• _AIM OF THE TASK_: A single number is the expected answer: the count of lines in the listing that hold the word "grows".

• _TASK MATERIAL_:
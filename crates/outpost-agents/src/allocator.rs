//! Capability budget allocation: sizing a new agent's loadout.
//!
//! Given a role's module catalog and a resource budget, [`allocate`] grows
//! the role's minimum loadout round by round until every module has
//! exhausted its budget share or the round limit is reached. Each module's
//! spend is capped at its own share of the total budget, so a catalog can
//! bias a role toward cargo, mobility, or actuation without hard counts.
//!
//! The allocator never fails: when a tight budget cannot grow the loadout
//! to a minimally functional size, the role's static minimum is returned
//! unchanged. It is also deterministic — same catalog, same budget, same
//! loadout — because growth follows declared catalog order and the result
//! is sorted lexically by module identifier.

use std::collections::BTreeSet;

use tracing::debug;

use outpost_types::{CapabilityModule, ModuleCatalog};

/// Maximum growth rounds per allocation. Bounds iteration so allocation
/// always terminates, and caps each module at this many appends beyond the
/// minimum loadout.
pub const ALLOCATION_ROUNDS: u32 = 5;

/// A loadout smaller than this falls back to the role's static minimum.
pub const MIN_VIABLE_MODULES: usize = 3;

/// Produce a concrete loadout for the given budget.
///
/// The running total starts at the minimum loadout's cost (modules absent
/// from the catalog cost zero). Each round walks the catalog in declared
/// order and appends one unit of every module that still fits within its
/// budget share and per-agent limit, together with its declared companion;
/// a module that no longer fits is exhausted for the rest of this
/// allocation. The finished loadout is sorted lexically so capability
/// ordering never affects downstream behavior.
pub fn allocate(
    catalog: &ModuleCatalog,
    min_loadout: &[CapabilityModule],
    budget: u32,
) -> Vec<CapabilityModule> {
    let mut loadout: Vec<CapabilityModule> = min_loadout.to_vec();
    let mut total: u32 = min_loadout
        .iter()
        .fold(0, |acc, m| acc.saturating_add(catalog.cost_of(*m)));
    let mut exhausted: BTreeSet<CapabilityModule> = BTreeSet::new();

    for _ in 0..ALLOCATION_ROUNDS {
        if exhausted.len() >= catalog.entries.len() {
            break;
        }
        for entry in &catalog.entries {
            if exhausted.contains(&entry.module) {
                continue;
            }

            let bundle_cost = entry.unit_cost.saturating_add(
                entry.companion.map_or(0, |companion| catalog.cost_of(companion)),
            );
            let share_cap = budget_share(budget, entry.budget_share_pct);
            let within_share = total
                .checked_add(bundle_cost)
                .is_some_and(|new_total| new_total <= share_cap);
            let within_limit = entry.per_agent_limit.is_none_or(|limit| {
                module_count(&loadout, entry.module) < limit
            });

            if within_share && within_limit {
                loadout.push(entry.module);
                if let Some(companion) = entry.companion {
                    loadout.push(companion);
                }
                total = total.saturating_add(bundle_cost);
            } else {
                exhausted.insert(entry.module);
            }
        }
    }

    loadout.sort_by_key(|m| m.as_str());

    if loadout.len() < MIN_VIABLE_MODULES {
        debug!(
            budget,
            modules = loadout.len(),
            "Budget too tight; falling back to minimum loadout"
        );
        let mut fallback = min_loadout.to_vec();
        fallback.sort_by_key(|m| m.as_str());
        return fallback;
    }

    loadout
}

/// The absolute spend cap for one module: `budget * share_pct / 100`.
fn budget_share(budget: u32, share_pct: u32) -> u32 {
    let cap = u64::from(budget)
        .saturating_mul(u64::from(share_pct))
        .checked_div(100)
        .unwrap_or(0);
    u32::try_from(cap).unwrap_or(u32::MAX)
}

/// Count of one module in a loadout.
fn module_count(loadout: &[CapabilityModule], module: CapabilityModule) -> u32 {
    let count = loadout.iter().filter(|m| **m == module).count();
    u32::try_from(count).unwrap_or(u32::MAX)
}

#[cfg(test)]
#[allow(clippy::unwrap_used)]
mod tests {
    use outpost_types::ModuleEntry;

    use super::*;

    fn full_catalog() -> ModuleCatalog {
        ModuleCatalog::new(vec![
            ModuleEntry::new(CapabilityModule::Move, 50, 30),
            ModuleEntry::new(CapabilityModule::Work, 100, 20),
            ModuleEntry::new(CapabilityModule::Carry, 50, 50),
        ])
    }

    fn minimum() -> Vec<CapabilityModule> {
        vec![
            CapabilityModule::Work,
            CapabilityModule::Carry,
            CapabilityModule::Move,
        ]
    }

    fn cost_of(catalog: &ModuleCatalog, loadout: &[CapabilityModule]) -> u32 {
        loadout
            .iter()
            .fold(0, |acc, m| acc.saturating_add(catalog.cost_of(*m)))
    }

    #[test]
    fn tight_budget_returns_minimum_fallback() {
        // Neither module alone can grow the loadout under a budget of 80,
        // so the declared minimum comes back (sorted).
        let catalog = ModuleCatalog::new(vec![
            ModuleEntry::new(CapabilityModule::Work, 100, 100),
            ModuleEntry::new(CapabilityModule::Carry, 50, 100),
        ]);
        let minimum = minimum();

        let loadout = allocate(&catalog, &minimum, 80);

        let mut expected = minimum;
        expected.sort_by_key(|m| m.as_str());
        assert_eq!(loadout, expected);
    }

    #[test]
    fn zero_budget_returns_minimum_fallback() {
        let loadout = allocate(&full_catalog(), &minimum(), 0);
        assert_eq!(loadout.len(), 3);
    }

    #[test]
    fn grown_loadout_stays_within_budget() {
        let catalog = full_catalog();
        let minimum = minimum();
        for budget in [0_u32, 80, 300, 500, 1_000, 5_000] {
            let loadout = allocate(&catalog, &minimum, budget);
            let min_cost = cost_of(&catalog, &minimum);
            let total = cost_of(&catalog, &loadout);
            // Growth beyond the minimum never exceeds the budget; the
            // minimum itself is exempt (it is the fallback floor).
            assert!(
                total <= budget.max(min_cost),
                "budget {budget}: loadout cost {total} exceeds bound"
            );
        }
    }

    #[test]
    fn allocation_is_deterministic() {
        let catalog = full_catalog();
        let minimum = minimum();
        let first = allocate(&catalog, &minimum, 800);
        let second = allocate(&catalog, &minimum, 800);
        assert_eq!(first, second);
    }

    #[test]
    fn result_is_sorted_lexically() {
        let loadout = allocate(&full_catalog(), &minimum(), 1_000);
        let mut sorted = loadout.clone();
        sorted.sort_by_key(|m| m.as_str());
        assert_eq!(loadout, sorted);
    }

    #[test]
    fn per_agent_limit_is_respected() {
        let catalog = ModuleCatalog::new(vec![
            ModuleEntry {
                module: CapabilityModule::Work,
                unit_cost: 100,
                budget_share_pct: 100,
                per_agent_limit: Some(2),
                companion: None,
            },
            ModuleEntry::new(CapabilityModule::Carry, 50, 100),
            ModuleEntry::new(CapabilityModule::Move, 50, 100),
        ]);
        let loadout = allocate(&catalog, &minimum(), 10_000);
        let works = loadout
            .iter()
            .filter(|m| **m == CapabilityModule::Work)
            .count();
        assert_eq!(works, 2);
    }

    #[test]
    fn round_limit_bounds_growth() {
        // With generous shares every module appends once per round, so no
        // module grows by more than ALLOCATION_ROUNDS beyond the minimum.
        let loadout = allocate(
            &ModuleCatalog::new(vec![
                ModuleEntry::new(CapabilityModule::Carry, 50, 100),
                ModuleEntry::new(CapabilityModule::Move, 50, 100),
                ModuleEntry::new(CapabilityModule::Work, 100, 100),
            ]),
            &minimum(),
            1_000_000,
        );
        let carries = loadout
            .iter()
            .filter(|m| **m == CapabilityModule::Carry)
            .count();
        assert_eq!(carries, 1 + ALLOCATION_ROUNDS as usize);
    }

    #[test]
    fn companion_rides_along_with_its_module() {
        let catalog = ModuleCatalog::new(vec![
            ModuleEntry {
                module: CapabilityModule::Work,
                unit_cost: 100,
                budget_share_pct: 100,
                // The minimum already carries one Work; allow one append.
                per_agent_limit: Some(2),
                companion: Some(CapabilityModule::Move),
            },
            ModuleEntry::new(CapabilityModule::Move, 50, 1),
            ModuleEntry::new(CapabilityModule::Carry, 50, 1),
        ]);
        // Budget 400: the Work bundle (100 + 50) fits its share once; the
        // standalone Move and Carry shares (4 energy) never fit.
        let loadout = allocate(&catalog, &minimum(), 400);
        let moves = loadout
            .iter()
            .filter(|m| **m == CapabilityModule::Move)
            .count();
        // One from the minimum, one riding along with the appended Work.
        assert_eq!(moves, 2);
    }
}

• _EXERCISE ANSWER_: 2